The End of Antibiotics?

"How Superbugs Will Affect Our Health Care Costs":

"Oh, it gets even more depressing. You haven't even mentioned tuberculosis; the susceptible bacteria is hard enough to treat (6 months of three or four antibiotics). Now imagine multidrug resistant (MDR) or extensively drug resistant (XDR) bacteria. There are now even strains that are resistant against every anti-tuberculous antibiotic out there."

Weston Price noted that the folks who lived on a traditional Swiss mountain-valley diet did not seem to get tuberculosis, and also did not get tooth decay.  He noted that the two conditions seemed to be associated, and the logical conclusion to draw from his research is that the nutrient-dense diet he developed to protect against tooth decay would also aid the body's immune system in fighting off infection.

I'll note that the Swiss diet that appeared to convey immunity to tuberculosis was as un-paleo as it's possible to get: raw dairy and rye bread.

But it was sufficient to nourish the Swiss mountain villages, and protect them.  Note also the importance of "heliotherapy" in treating tuberculosis.  That means letting people sit out in the sun and make vitamin D.

"When I asked a government official what the principal diseases of the community were, he said that the most serious and most universal was dental caries, and the next most important, tuberculosis; and that both were largely modern diseases in that country.

"When I visited the famous advocate of heliotherapy, Dr. Rollier, in his clinic in Leysin, Switzerland, I wondered at the remarkable results he was obtaining with heliotherapy in nonpulmonary tuberculosis. I asked him how many patients he had under his general supervision and he said about thirty-five hundred. I then asked him how many of them come from the isolated Alpine valleys and he said that there was not one; but that they were practically all from the Swiss plains, with some from other countries.

"I inquired of several clinicians in Switzerland what their observations were with regard to the association of dental caries and tuberculosis among the people of Switzerland. I noted that the reports indicated that the two diseases were generally associated. We will find a corollary to this in many studies in other parts of the world.

"These studies in Switzerland, as briefly presented here, seem to demonstrate that the isolated groups dependent on locally produced natural foods have nearly complete natural immunity to dental caries, and that the substitution of modern dietaries for these primitive natural foods destroys this immunity whether in ideally located elevated districts like St. Moritz or in the beautiful and fertile plains of lower Switzerland. The question seems to answer itself in a general way, without much laboratory data, from the results of a critical examination of the foods. The laboratory analyses, however, identify the particular factors in the foods which are primarily responsible by their presence for establishing immunity, and by their absence in inducing susceptibility to dental caries. These chemical data are discussed in Chapter 15.

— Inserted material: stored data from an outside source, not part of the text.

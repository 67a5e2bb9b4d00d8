//! Call session actor
//!
//! Every call runs as one tokio task that owns its `CallSession` and drains
//! a single mailbox. Signaling events, peer link events, toggles and end
//! requests are all processed there, one at a time, in arrival order.
//!
//! Setup steps that can suspend (acquisition, description handling,
//! collaborator calls) race against the session's cancel signal, so ending
//! a call mid-setup stops the pending step and releases what was acquired.

use crate::config::CallConfig;
use crate::controller::{CallEnded, CallHandle, CallObserver};
use crate::error::CallError;
use crate::media::{LocalMedia, MediaAcquirer, MediaKind, TrackKind};
use crate::negotiator::{
    LinkEvent, LinkEventSink, NegotiationState, Negotiator, PeerLinkFactory, RemoteMedia, Role,
    SessionDescription, TransportOutcome,
};
use crate::record::{CallRecordService, EndReason, TerminalReason};
use crate::signaling::{SignalingChannel, SignalingEvent};
use log::{debug, info, warn};
use parking_lot::Mutex;
use serde::{Deserialize, Serialize};
use std::collections::{HashMap, VecDeque};
use std::fmt;
use std::future::Future;
use std::sync::Arc;
use std::time::Duration;
use tokio::sync::{mpsc, oneshot, watch};
use tokio::time::{sleep_until, Instant};
use uuid::Uuid;

/// Session ids of recently finished calls; late events for them are dropped
const CLOSED_ROUTE_MEMORY: usize = 64;

/// Local identifier of a call, valid before the record service assigns a session id
#[derive(Debug, Clone, Copy, PartialEq, Eq, Hash, PartialOrd, Ord, Serialize, Deserialize)]
pub struct CallId(Uuid);

impl CallId {
    pub fn new() -> Self {
        Self(Uuid::new_v4())
    }
}

impl Default for CallId {
    fn default() -> Self {
        Self::new()
    }
}
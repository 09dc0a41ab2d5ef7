//! Seed an in-memory store with a season of market sales, then print a
//! demand plan, a one-week forecast and a holdout accuracy check.
//!
//! Run with `cargo run --example demand_plan_demo`.

use chrono::{Datelike, Duration, NaiveDate};
use demand_forecast::forecaster::DEFAULT_HORIZON_DAYS;
use demand_forecast::{metrics, DemandForecaster};
use sale_data::{InMemorySaleStore, ProductRef, SalePoint};

/// Deterministic daily quantity: a gentle trend with a Saturday market bump
fn quantity_on(date: NaiveDate, base: f64, trend: f64, day_index: usize) -> f64 {
    let bump = if date.weekday().num_days_from_monday() == 5 {
        base * 0.6
    } else {
        0.0
    };
    base + trend * day_index as f64 + bump
}

fn main() -> demand_forecast::Result<()> {
    let start = NaiveDate::from_ymd_opt(2024, 4, 1).unwrap();
    let season_days = 70;

    let products = [
        (1, "Fraises", 12.0, 0.10, 4.50),
        (2, "Tomates", 20.0, 0.05, 2.80),
        (3, "Courgettes", 8.0, 0.02, 1.90),
    ];

    let mut store = InMemorySaleStore::new();
    for &(id, name, base, trend, price) in &products {
        store.add_product(ProductRef::new(id, name));
        for i in 0..season_days {
            let day = start + Duration::days(i as i64);
            let quantity = quantity_on(day, base, trend, i);
            store.record_sale(id, SalePoint::new(day, quantity, price)?);
        }
    }

    let forecaster = DemandForecaster::new(store);

    let plan = forecaster.demand_plan_for("2024-06-15", Some(5))?;
    println!("Demand plan for {}:", plan.date);
    for item in &plan.items {
        println!(
            "  {:<12} {:>8.3} kg  [{:.3}, {:.3}]  @ {:.2} EUR/kg",
            item.product_name, item.quantity_estimate, item.low, item.high, item.price_estimate
        );
    }

    let forecast = forecaster.forecast(1, DEFAULT_HORIZON_DAYS)?;
    println!("\nNext week for Fraises:");
    for point in &forecast.points {
        println!("  {}  {:>8.3} kg", point.date, point.quantity_estimate);
    }

    // Holdout check: train on the first eight weeks, score the next two
    let holdout_days = 14;
    let train_days = season_days - holdout_days;

    let mut train_store = InMemorySaleStore::new();
    train_store.add_product(ProductRef::new(1, "Fraises"));
    for i in 0..train_days {
        let day = start + Duration::days(i as i64);
        train_store.record_sale(1, SalePoint::new(day, quantity_on(day, 12.0, 0.10, i), 4.50)?);
    }

    let holdout_forecast = DemandForecaster::new(train_store).forecast(1, holdout_days)?;
    let predicted: Vec<f64> = holdout_forecast
        .points
        .iter()
        .map(|point| point.quantity_estimate)
        .collect();
    let actual: Vec<f64> = (train_days..season_days)
        .map(|i| quantity_on(start + Duration::days(i as i64), 12.0, 0.10, i))
        .collect();

    println!("\nHoldout over the last two weeks:");
    print!("{}", metrics::forecast_accuracy(&predicted, &actual)?);

    Ok(())
}
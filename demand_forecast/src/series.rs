//! Sale series handling for one product

use chrono::NaiveDate;
use sale_data::SalePoint;

/// One product's sale history, ascending by date.
///
/// Construction sorts stably, so same-day sales keep the order the
/// repository delivered them in.
#[derive(Debug, Clone, Default)]
pub struct SaleSeries {
    points: Vec<SalePoint>,
}

impl SaleSeries {
    /// Build a series from repository rows
    pub fn from_points(mut points: Vec<SalePoint>) -> Self {
        points.sort_by_key(|point| point.date);
        Self { points }
    }

    /// Number of recorded sales
    pub fn len(&self) -> usize {
        self.points.len()
    }

    /// Whether the product has any history
    pub fn is_empty(&self) -> bool {
        self.points.is_empty()
    }

    /// All points, ascending by date
    pub fn points(&self) -> &[SalePoint] {
        &self.points
    }

    /// Most recent sale
    pub fn last(&self) -> Option<&SalePoint> {
        self.points.last()
    }

    /// Sold quantities in date order
    pub fn quantities(&self) -> Vec<f64> {
        self.points.iter().map(|point| point.quantity).collect()
    }

    /// Sale dates in ascending order
    pub fn dates(&self) -> Vec<NaiveDate> {
        self.points.iter().map(|point| point.date).collect()
    }

    /// Mean unit price over the trailing `window` sales; averages the whole
    /// history when fewer rows exist. `None` on an empty series.
    pub fn recent_price_mean(&self, window: usize) -> Option<f64> {
        if self.points.is_empty() || window == 0 {
            return None;
        }

        let start = self.points.len().saturating_sub(window);
        let tail = &self.points[start..];
        let sum: f64 = tail.iter().map(|point| point.unit_price).sum();
        Some(sum / tail.len() as f64)
    }
}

"High immunity to dental caries, freedom from deformity of the dental arches and face, and sturdy physiques with high immunity to disease were all found associated with physical isolation, and with forced limitation in selection of foods. This resulted in a very liberal use of dairy products and whole-rye bread, in connection with plant foods, and with meat served about once a week.

"The individuals in the modernized districts were found to have widespread tooth decay. Many had facial and dental arch deformities and much susceptibility to diseases. These conditions were associated with the use of refined cereal flours, a high intake of sweets, canned goods, sweetened fruits, chocolate; and a greatly reduced use of dairy products."